Multi-jurisdiction programme — build a three-tier reporting hierarchy (jurisdiction → regional → programme → client), define escalation thresholds, and resolve the HQ vs regions contact problem before it causes relationship damage.
Stakeholder landscape change — a key contact has changed, the client has restructured, or a new workstream has been added. Update the communication plan without starting from scratch.
Partner asks how to structure client communication — design a reporting rhythm that meets the client's information needs, fits the partner's availability, and reduces ad hoc communication from the client.
Inputs
- Matter description and known parties (client contacts, internal team, third parties)
- Client organisational structure (who reports to whom on the client side)
- Reporting preferences and constraints (partner availability, client reporting windows, board meeting schedules)
- Matter timeline and phase structure (from matter-plan-builder if available)
- Description of stakeholder landscape changes (for Mode 4)
Outputs
All outputs produced as .docx files by default. Stakeholder registers and communication plans are matter records — they belong in the matter folder.
| Mode | Primary output | Secondary output |
|---|---|---|
| Mode 1 — Stakeholder mapping | Stakeholder register | CSV export for SharePoint tracking |
| Mode 2 — Communication plan | Communication schedule + stream design | CSV export |
| Mode 3 — Reporting hierarchy | Hierarchy diagram + tier descriptions + escalation thresholds | — |
| Mode 4 — Mid-matter update | Updated stakeholder register + revised communication plan | Change summary |
Note on sensitivity: Stakeholder register sensitivities and influence/interest classifications are internal analytical tools. They must never appear in client-facing documents.
Cross-skill handoffs
| Direction | Partner skill | What passes |
|---|---|---|
| Receives from | matter-intake-scoping | Stakeholder list and client org structure → Mode 1 input |
| Receives from | matter-plan-builder | Phase structure and milestone schedule → Mode 2 cadence design |
| Sends to | status-report-drafter | Who receives which report format and at what frequency |
| Sends to | timeline-generator | Communication milestones as fixed-date constraints |
| Sends to | scope-change-controller | Who has authority to approve scope changes |
| Sends to | billing-cycle-manager | Billing contact and financial communication cadence |
Design notes
Power/interest framework. Stakeholders are classified by their power to influence the matter outcome and their interest in its progress — not by their seniority. A junior in-house contact with daily operational involvement may warrant more intensive communication management than a C-suite executive who has delegated the matter entirely.
Two streams, designed separately. Internal reporting (management by exception — what requires partner attention) and client-facing reporting (managed confidence — demonstrating competent progress management) have different purposes and different standards. The most common communication failure is treating them as the same stream.
The HQ vs regions problem. On cross-border matters with multiple client-side contacts, conflicting communication hierarchies cause inconsistent information reaching different parts of the client organisation.

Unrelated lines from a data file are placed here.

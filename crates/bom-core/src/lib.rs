//! # BOM Core
//!
//! 核心資料模型與類型定義

pub mod config;
pub mod file;
pub mod material;
pub mod product;
pub mod quantity;
pub mod validation;

// Re-export 主要類型
pub use config::{AppConfig, LogLevel, MAX_SESSION_TTL_HOURS};
pub use file::{Attachments, File, FileKind, FileOwner};
pub use material::{Material, Unit};
pub use product::Product;
pub use quantity::{format_quantity, is_calculable, parse_quantity, Quantity};

/// BOM 錯誤類型
#[derive(Debug, Clone, PartialEq, Eq, thiserror::Error)]
pub enum BomError {
    #[error("找不到資料: {0}")]
    NotFound(String),

    #[error("資料已存在: {0}")]
    AlreadyExists(String),

    #[error("必填欄位未填寫: {0}")]
    MustBeFilled(String),

    #[error("輸入值不正確: {0}")]
    IncorrectValue(String),

    #[error("內部錯誤: {0}")]
    Internal(String),

    #[error("認證失敗")]
    AuthenticationFailed,
}

impl BomError {
    /// 是否為可直接顯示給使用者的錯誤（內部錯誤除外）
    pub fn is_client_error(&self) -> bool {
        !matches!(self, BomError::Internal(_))
    }
}

pub type Result<T> = std::result::Result<T, BomError>;

#[cfg(test)]
mod tests {
    use super::*;

    #[test]
    fn test_client_error_classification() {
        assert!(BomError::NotFound("material 1".to_string()).is_client_error());
        assert!(BomError::AuthenticationFailed.is_client_error());
        assert!(!BomError::Internal("db".to_string()).is_client_error());
    }

    #[test]
    fn test_error_messages_carry_context() {
        let err = BomError::MustBeFilled("product name".to_string());
        assert!(err.to_string().contains("product name"));
    }
}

This skill names the problem explicitly at setup and produces a clear resolution: one named primary contact per reporting stream, agreed with the partner before the first update goes out.
Cadence is a design decision. The right reporting frequency depends on matter phase, risk level, client preference, and decision density — not on what the last matter did. This skill prompts those questions at setup rather than defaulting to a standard template.
Source references
- Linton, Legal Project Management (2014) — Chapter 8 (Stakeholder and Client Communication): power/interest grid, stakeholder matrix, communication plan structure, RASIC roles.
- CLOC, LPM for Legal Teams (2017) — Stage 2/3: communication cadence, reporting metrics, outside counsel billing guidelines.
- Belfast LPM Large Projects presentation (Oct 2019) — project hierarchy, client reporting, internal reporting, HQ vs regions case study.